While signs are pointing towards renewed activity for Canada's real estate market, proposals to mortgage lending guidelines may make qualifying much more difficult.

The Office of the Superintendent of Financial Institutions (OSFI), the country's federal banking regulator, released its proposals for the first phase of the B-20 mortgage underwriting rules review in January.

The potential changes and additions include:

  • Establishing a loan-to-income threshold could prevent borrowers from qualifying for homes worth more than 4.5 times their income.
  • Establishing debt servicing rules for uninsured borrowers already in place with insured and insurable mortgages.
  • Enhancing a previously introduced stress test to include more stringent affordability tests for higher-risk products.

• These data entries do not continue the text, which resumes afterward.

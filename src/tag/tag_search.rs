use crate::repository::ToolRepository;
use crate::tools::{Tool, ToolSearchStrategy};
use anyhow::Result;
use async_trait::async_trait;
use regex::Regex;
use std::cmp::Ordering;
use std::collections::HashSet;
use std::sync::Arc;

/// Simple tag/description based search that rewards tag matches and keyword overlap.
pub struct TagSearchStrategy {
    tool_repository: Arc<dyn ToolRepository>,
    description_weight: f64,
    word_regex: Regex,
}

impl TagSearchStrategy {
    /// Build a new tag search strategy with configurable description weight.
    pub fn new(repo: Arc<dyn ToolRepository>, description_weight: f64) -> Self {
        Self {
            tool_repository: repo,
            description_weight,
            word_regex: Regex::new(r"\w+").unwrap(),
        }
    }
}

#[derive(Clone)]
struct ScoredTool {
    tool: Tool,
    score: f64,
}

#[async_trait]
impl ToolSearchStrategy for TagSearchStrategy {
    /// Score tools by tags and description keywords and return the best matches.
    async fn search_tools(&self, query: &str, limit: usize) -> Result<Vec<Tool>> {
        let query_lower = query.trim().to_lowercase();
        let query_word_set: HashSet<String> = self
            .word_regex
            .find_iter(&query_lower)
            .map(|m| m.as_str().to_string())
            .collect();

        let tools = self.tool_repository.get_tools().await?;
        if tools.is_empty() {
            return Ok(Vec::new());
        }

        let mut positives = Vec::new();
        let mut nonpositives = Vec::new();

        for tool in tools {
            let score = self.score_tool(&tool, &query_lower, &query_word_set);
            let entry = ScoredTool { tool, score };
            if score > 0.0 {
                positives.push(entry);
            } else {
                nonpositives.push(entry);
            }
        }

        // Unbounded result set keeps full sort for correctness but skips zero-score tools unless necessary.
        if limit == 0 {
            if !positives.is_empty() {
                positives.sort_unstable_by(compare_scored);
                return Ok(positives.into_iter().map(|st| st.tool).collect());
            }

            nonpositives.sort_unstable_by(compare_scored);
            return Ok(nonpositives.into_iter().map(|st| st.tool).collect());
        }

        if !positives.is_empty() {
            take_top_n(&mut positives, limit);
            return Ok(positives.into_iter().map(|st| st.tool).collect());
        }

        if nonpositives.is_empty() {
            return Ok(Vec::new());
        }

        take_top_n(&mut nonpositives, limit);
        Ok(nonpositives.into_iter().map(|st| st.tool).collect())
    }
}

impl TagSearchStrategy {
    fn score_tool(&self, tool: &Tool, query_lower: &str, query_word_set: &HashSet<String>) -> f64 {
        let mut score = 0.0;

        for tag in &tool.tags {
            let tag_lower = tag.to_ascii_lowercase();

            if query_lower.contains(&tag_lower) {
                score += 1.0;
            }

            for m in self.word_regex.find_iter(&tag_lower) {
                if query_word_set.contains(m.as_str()) {
                    score += self.description_weight;
                }
            }
        }

        for m in self.word_regex.find_iter(&tool.description) {
            let word = m.as_str().to_ascii_lowercase();
            if word.len() > 2 && query_word_set.contains(&word) {
                score += self.description_weight;
            }
        }

        score
    }
}

fn compare_scored(a: &ScoredTool, b: &ScoredTool) -> Ordering {
    b.score
        .total_cmp(&a.score)
        .then_with(|| a.tool.name.cmp(&b.tool.name))
}

fn take_top_n(scored: &mut Vec<ScoredTool>, limit: usize) {
    if limit == 0 {
        scored.sort_unstable_by(compare_scored);
        return;
    }

    if scored.len() > limit {
        let pivot = limit - 1;
        scored.select_nth_unstable_by(pivot, compare_scored);
        scored.truncate(limit);
    }

    scored.sort_unstable_by(compare_scored);
}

The review results from higher risks in borrowing and loans that have increased yearly.

"They all point towards the same result," said Michael Oziel, a mortgage broker with Sherwood Mortgage Group. "They're trying to lower how much mortgage debt Canadians can take out."

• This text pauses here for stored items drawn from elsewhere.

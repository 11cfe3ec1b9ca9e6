use serde::{Deserialize, Serialize};
use std::collections::HashMap;

use crate::auth::AuthConfig;
use crate::providers::base::{BaseProvider, Provider, ProviderType};

#[derive(Debug, Clone, Serialize, Deserialize)]
pub struct CliProvider {
    #[serde(flatten)]
    pub base: BaseProvider,
    pub command_name: String,
    #[serde(skip_serializing_if = "Option::is_none")]
    pub working_dir: Option<String>,
    #[serde(skip_serializing_if = "Option::is_none")]
    pub env_vars: Option<HashMap<String, String>>,
}

impl Provider for CliProvider {
    fn type_(&self) -> ProviderType {
        ProviderType::Cli
    }

    fn name(&self) -> String {
        self.base.name.clone()
    }

    fn as_any(&self) -> &dyn std::any::Any {
        self
    }

    fn as_value(&self) -> serde_json::Value {
        serde_json::to_value(self).unwrap_or(serde_json::Value::Null)
    }

    fn allowed_protocols(&self) -> Vec<String> {
        self.base.allowed_protocols()
    }
}

impl CliProvider {
    pub fn new(name: String, command_name: String, auth: Option<AuthConfig>) -> Self {
        Self {
            base: BaseProvider {
                name,
                provider_type: ProviderType::Cli,
                auth,
                allowed_communication_protocols: None,
            },
            command_name,
            working_dir: None,
            env_vars: None,
        }
    }
}
use serde::{Deserialize, Serialize};

use crate::auth::AuthConfig;
use crate::providers::base::{BaseProvider, Provider, ProviderType};

#[derive(Debug, Clone, Serialize, Deserialize)]
pub struct GrpcProvider {
    #[serde(flatten)]
    pub base: BaseProvider,
    pub host: String,
    pub port: u16,
    #[serde(default)]
    pub use_ssl: bool,
}

impl Provider for GrpcProvider {
    fn type_(&self) -> ProviderType {
        ProviderType::Grpc
    }

    fn name(&self) -> String {
        self.base.name.clone()
    }

    fn as_any(&self) -> &dyn std::any::Any {
        self
    }

    fn as_value(&self) -> serde_json::Value {
        serde_json::to_value(self).unwrap_or(serde_json::Value::Null)
    }

    fn allowed_protocols(&self) -> Vec<String> {
        self.base.allowed_protocols()
    }
}

impl GrpcProvider {
    pub fn new(name: String, host: String, port: u16, auth: Option<AuthConfig>) -> Self {
        Self {
            base: BaseProvider {
                name,
                provider_type: ProviderType::Grpc,
                auth,
                allowed_communication_protocols: None,
            },
            host,
            port,
            use_ssl: false,
        }
    }
}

But those in the mortgage industry, such as Oziel, are concerned about the adverse effects the proposals could have on Canadian Real Estate.

"My take on it, it's already difficult enough to qualify," Oziel added. "It's going to reduce the overall mortgage that a Canadian can take out even further."

Industry experts say increasing interest rates and record consumer debt concern everyone within the Canadian financial sector.

But according to the Canadian Mortgage Brokers Association (CMBA) of Ontario, the proposals, as they stand, might be going about it the wrong way.

"Pre-approvals would essentially go out the door," said Sadiq Boodoo, CMBA Ontario President. "It's going to become such a laborious task in order for somebody to fit into this really tiny box."

The CMBA is one stakeholder currently taking part in consultations with the federal regulator. Boodoo said it's still working on its suggestions to provide OSFI with feedback.

"We're also advocating to make it easier for first-time home buyers to enter the market," Boodoo said. "Let's give you a 40-year amortization on that first purchase; if you refinance or buy another, now you're subject to the same 30 or 25 years like everybody else, but let's make it more affordable to at least get in once."

The rules would be in addition to the existing regulations around minimum qualifying rates, known as the mortgage stress test.

It forces borrowers to qualify for a mortgage at a 5.25 per cent interest rate, or two percentage points above the contract rate, with the higher of the two being the threshold.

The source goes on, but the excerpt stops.